After migrating to the United States, his family stayed in Orlando, Florida. Here, he was invited to host a wedding at Saigon restaurant. After that, he was regularly invited to perform at many shows.

Around October 1994, Hoài Linh returned to California. He lived at his 10th uncle's house in Los Angeles. Two weeks later, he had the opportunity to visit Little Saigon, and was taken by Nhật Tùng to Tao Nhân cafe. Here, he performed a comedy of Chuyện tình Karaoke. His acting captured the attention of scriptwriter Ngô Tấn Triển. One week later, Hoài Linh met comedian Vân Sơn and was invited to cooperate with him after comedian Bảo Liêm suddenly stopped collaborating with Vân Sơn.

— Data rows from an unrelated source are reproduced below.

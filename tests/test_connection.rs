//! Connection integration tests: loading records, querying them back, row
//! decoding errors.

mod common;

use sales_dashboard::connection::RECORD_COLUMNS;
use sales_dashboard::{Connection, DashboardError, SqlBuilder};

fn loaded() -> Connection {
    let conn = Connection::open_in_memory().unwrap();
    conn.load_records("sales", &common::sample_records()).unwrap();
    conn
}

fn select_all() -> String {
    let (sql, _) = SqlBuilder::new("sales")
        .select(&RECORD_COLUMNS)
        .order_by(&["seq ASC"])
        .build();
    sql
}

// ---------------------------------------------------------------------------
// load_records
// ---------------------------------------------------------------------------

#[test]
fn load_records_creates_one_row_per_record() {
    let conn = loaded();
    assert_eq!(conn.count("sales").unwrap(), 12);
}

#[test]
fn load_records_replaces_existing_table() {
    let conn = loaded();
    conn.load_records("sales", &common::scenario_records()).unwrap();
    assert_eq!(conn.count("sales").unwrap(), 2);
}

#[test]
fn sale_date_column_holds_the_calendar_date() {
    let conn = loaded();
    let day: String = conn
        .raw()
        .query_row(
            "SELECT CAST(sale_date AS VARCHAR) FROM sales WHERE transaction_id = 11",
            [],
            |row| row.get(0),
        )
        .unwrap();
    assert_eq!(day, "2023-02-27");
}

// ---------------------------------------------------------------------------
// query_records
// ---------------------------------------------------------------------------

#[test]
fn query_records_returns_records_in_load_order() {
    let conn = loaded();
    let records = conn.query_records(&select_all(), &[]).unwrap();
    assert_eq!(records, common::sample_records());
}

#[test]
fn query_records_with_params() {
    let conn = loaded();
    let (sql, params) = SqlBuilder::new("sales")
        .select(&RECORD_COLUMNS)
        .where_eq("gender", "Female")
        .where_clause("total_amount >= CAST(? AS DOUBLE)", &["100"])
        .order_by(&["seq ASC"])
        .build();
    let records = conn.query_records(&sql, &params).unwrap();
    let ids: Vec<i64> = records.iter().map(|r| r.transaction_id).collect();
    assert_eq!(ids, vec![2, 10]);
}

#[test]
fn query_records_returns_empty_for_no_matches() {
    let conn = loaded();
    let (sql, params) = SqlBuilder::new("sales")
        .select(&RECORD_COLUMNS)
        .where_eq("product_category", "Garden")
        .build();
    assert!(conn.query_records(&sql, &params).unwrap().is_empty());
}

#[test]
fn out_of_range_age_is_a_malformed_record() {
    let conn = loaded();
    conn.raw()
        .execute_batch("UPDATE sales SET age = -1 WHERE transaction_id = 3")
        .unwrap();
    match conn.query_records(&select_all(), &[]) {
        Err(DashboardError::MalformedRecord { index, reason }) => {
            assert_eq!(index, 2);
            assert!(reason.contains("age"), "{reason}");
        }
        other => panic!("expected MalformedRecord, got {:?}", other),
    }
}

#[test]
fn invalid_sql_is_a_duckdb_error() {
    let conn = loaded();
    let err = conn.query_records("SELECT nope FROM sales", &[]).unwrap_err();
    assert!(matches!(err, DashboardError::DuckDb(_)));
}

#[test]
fn count_of_missing_table_fails() {
    let conn = Connection::open_in_memory().unwrap();
    assert!(conn.count("sales").is_err());
}
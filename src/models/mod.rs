pub mod chart;
pub mod filter;
pub mod record;

pub use chart::*;
pub use filter::*;
pub use record::*;
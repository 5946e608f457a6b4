//! Local JSON file source.
//!
//! Reads either a bare array of records or a json-server `db.json` document.
//! Files ending in `.gz` are decompressed transparently.

use std::fs;
use std::io::{BufReader, Read};
use std::path::{Path, PathBuf};

use flate2::read::GzDecoder;
use tracing::debug;

use crate::error::Result;
use crate::models::{records_from_payload, SalesRecord};
use crate::sources::RecordSource;

/// Records read from a JSON file on every fetch, filtered client-side.
#[derive(Debug, Clone)]
pub struct FileSource {
    path: PathBuf,
}

impl FileSource {
    pub fn new<P: AsRef<Path>>(path: P) -> Self {
        Self {
            path: path.as_ref().to_path_buf(),
        }
    }

    pub fn path(&self) -> &Path {
        &self.path
    }

    fn read_contents(&self) -> Result<String> {
        if self.path.extension().and_then(|e| e.to_str()) == Some("gz") {
            let file = fs::File::open(&self.path)?;
            let mut decoder = BufReader::new(GzDecoder::new(BufReader::new(file)));
            let mut contents = String::new();
            decoder.read_to_string(&mut contents)?;
            Ok(contents)
        } else {
            Ok(fs::read_to_string(&self.path)?)
        }
    }
}

impl RecordSource for FileSource {
    fn fetch_all(&self) -> Result<Vec<SalesRecord>> {
        let contents = self.read_contents()?;
        let payload: serde_json::Value = serde_json::from_str(&contents)?;
        let records = records_from_payload(payload)?;
        debug!(path = %self.path.display(), count = records.len(), "loaded sales records");
        Ok(records)
    }

    fn describe(&self) -> String {
        format!("file({})", self.path.display())
    }
}
//! Filter predicate builder.
//!
//! Compiles a [`FilterSpec`] into a [`FilterPredicate`] over single records.
//! Empty or uncoercible fields are unconstrained; active constraints are
//! combined with AND. Contradictory bounds are not errors, they just admit
//! nothing.

use chrono::NaiveDate;

use crate::models::record::parse_calendar_date;
use crate::models::{FilterSpec, SalesRecord};

/// A compiled filter. All bounds are inclusive.
#[derive(Debug, Clone, Default, PartialEq)]
pub struct FilterPredicate {
    pub min_amount: Option<f64>,
    pub max_amount: Option<f64>,
    pub start_date: Option<NaiveDate>,
    pub end_date: Option<NaiveDate>,
    /// Every listed category must equal the record's category.
    pub categories: Vec<String>,
}

impl FilterPredicate {
    /// Compile a spec. Never fails: fields that do not coerce are dropped.
    pub fn compile(spec: &FilterSpec) -> Self {
        let category = spec.category.trim();
        Self {
            min_amount: parse_amount(&spec.min_amount),
            max_amount: parse_amount(&spec.max_amount),
            start_date: parse_bound_date(&spec.start_date),
            end_date: parse_bound_date(&spec.end_date),
            categories: if category.is_empty() {
                Vec::new()
            } else {
                // Exact match against the untrimmed spec value.
                vec![spec.category.clone()]
            },
        }
    }

    /// The predicate admitting every record.
    pub fn any() -> Self {
        Self::default()
    }

    /// True when no constraint is active.
    pub fn is_unconstrained(&self) -> bool {
        self.min_amount.is_none()
            && self.max_amount.is_none()
            && self.start_date.is_none()
            && self.end_date.is_none()
            && self.categories.is_empty()
    }

    /// Decide inclusion of one record.
    pub fn matches(&self, record: &SalesRecord) -> bool {
        if let Some(min) = self.min_amount {
            if record.total_amount < min {
                return false;
            }
        }
        if let Some(max) = self.max_amount {
            if record.total_amount > max {
                return false;
            }
        }
        let day = record.date.calendar_date();
        if let Some(start) = self.start_date {
            if day < start {
                return false;
            }
        }
        if let Some(end) = self.end_date {
            if day > end {
                return false;
            }
        }
        self.categories
            .iter()
            .all(|c| c == &record.product_category)
    }

    /// Conjunction of two predicates, by tightening each bound.
    ///
    /// `a.and(&b).matches(r) == a.matches(r) && b.matches(r)` for every record.
    pub fn and(&self, other: &FilterPredicate) -> FilterPredicate {
        let mut categories = self.categories.clone();
        for c in &other.categories {
            if !categories.contains(c) {
                categories.push(c.clone());
            }
        }
        FilterPredicate {
            min_amount: tighter(self.min_amount, other.min_amount, f64::max),
            max_amount: tighter(self.max_amount, other.max_amount, f64::min),
            start_date: tighter(self.start_date, other.start_date, std::cmp::max),
            end_date: tighter(self.end_date, other.end_date, std::cmp::min),
            categories,
        }
    }

    /// Keep the matching records of an owned collection, in order.
    pub fn retain(&self, mut records: Vec<SalesRecord>) -> Vec<SalesRecord> {
        if !self.is_unconstrained() {
            records.retain(|r| self.matches(r));
        }
        records
    }
}

impl From<&FilterSpec> for FilterPredicate {
    fn from(spec: &FilterSpec) -> Self {
        FilterPredicate::compile(spec)
    }
}

/// Borrow the records admitted by `predicate`, preserving order.
pub fn filter_records<'a>(
    records: &'a [SalesRecord],
    predicate: &FilterPredicate,
) -> Vec<&'a SalesRecord> {
    records.iter().filter(|r| predicate.matches(r)).collect()
}

fn tighter<T: Copy>(a: Option<T>, b: Option<T>, pick: impl Fn(T, T) -> T) -> Option<T> {
    match (a, b) {
        (Some(x), Some(y)) => Some(pick(x, y)),
        (x, None) => x,
        (None, y) => y,
    }
}

fn parse_amount(raw: &str) -> Option<f64> {
    let s = raw.trim();
    if s.is_empty() {
        return None;
    }
    s.parse::<f64>().ok().filter(|v| !v.is_nan())
}

fn parse_bound_date(raw: &str) -> Option<NaiveDate> {
    let s = raw.trim();
    if s.is_empty() {
        return None;
    }
    parse_calendar_date(s)
}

In October 1994, the duo Vân Sơn - Hoài Linh officially performed together in an event held in Orange County. In 1999, after his return to Vietnam, Hoài Linh established his own business called "Hoài Linh Comedy Music". Later, he started collaborating with Thúy Nga Center and New Smile Company. He and comedian Chí Tài remained friends until the latter passed away on December 9, 2020.

Personal life 

In August 1996, Hoài Linh returned to Vietnam to visit his lover Lê Thanh Hương, whom he had known for a while before leaving Vietnam. Thanh Hương originally worked at a karaoke bar where he often went to sing. The purpose of his trip to Vietnam was to officially marry Lê Thanh Hương and bring her to the United States. However, the couple broke up in 2010.

Hoài Linh has two biological children, Võ Lê Thành Vinh (born in 1990) and a younger daughter (born in 2012). In addition, he also has a lot of adopted children, including Hoài Lâm and Cao Hữu Thiên.

Hoài Linh is the brother of singer Phương Trang and singer Dương Triệu Vũ (whose real name is Võ Nguyễn Tuấn Linh).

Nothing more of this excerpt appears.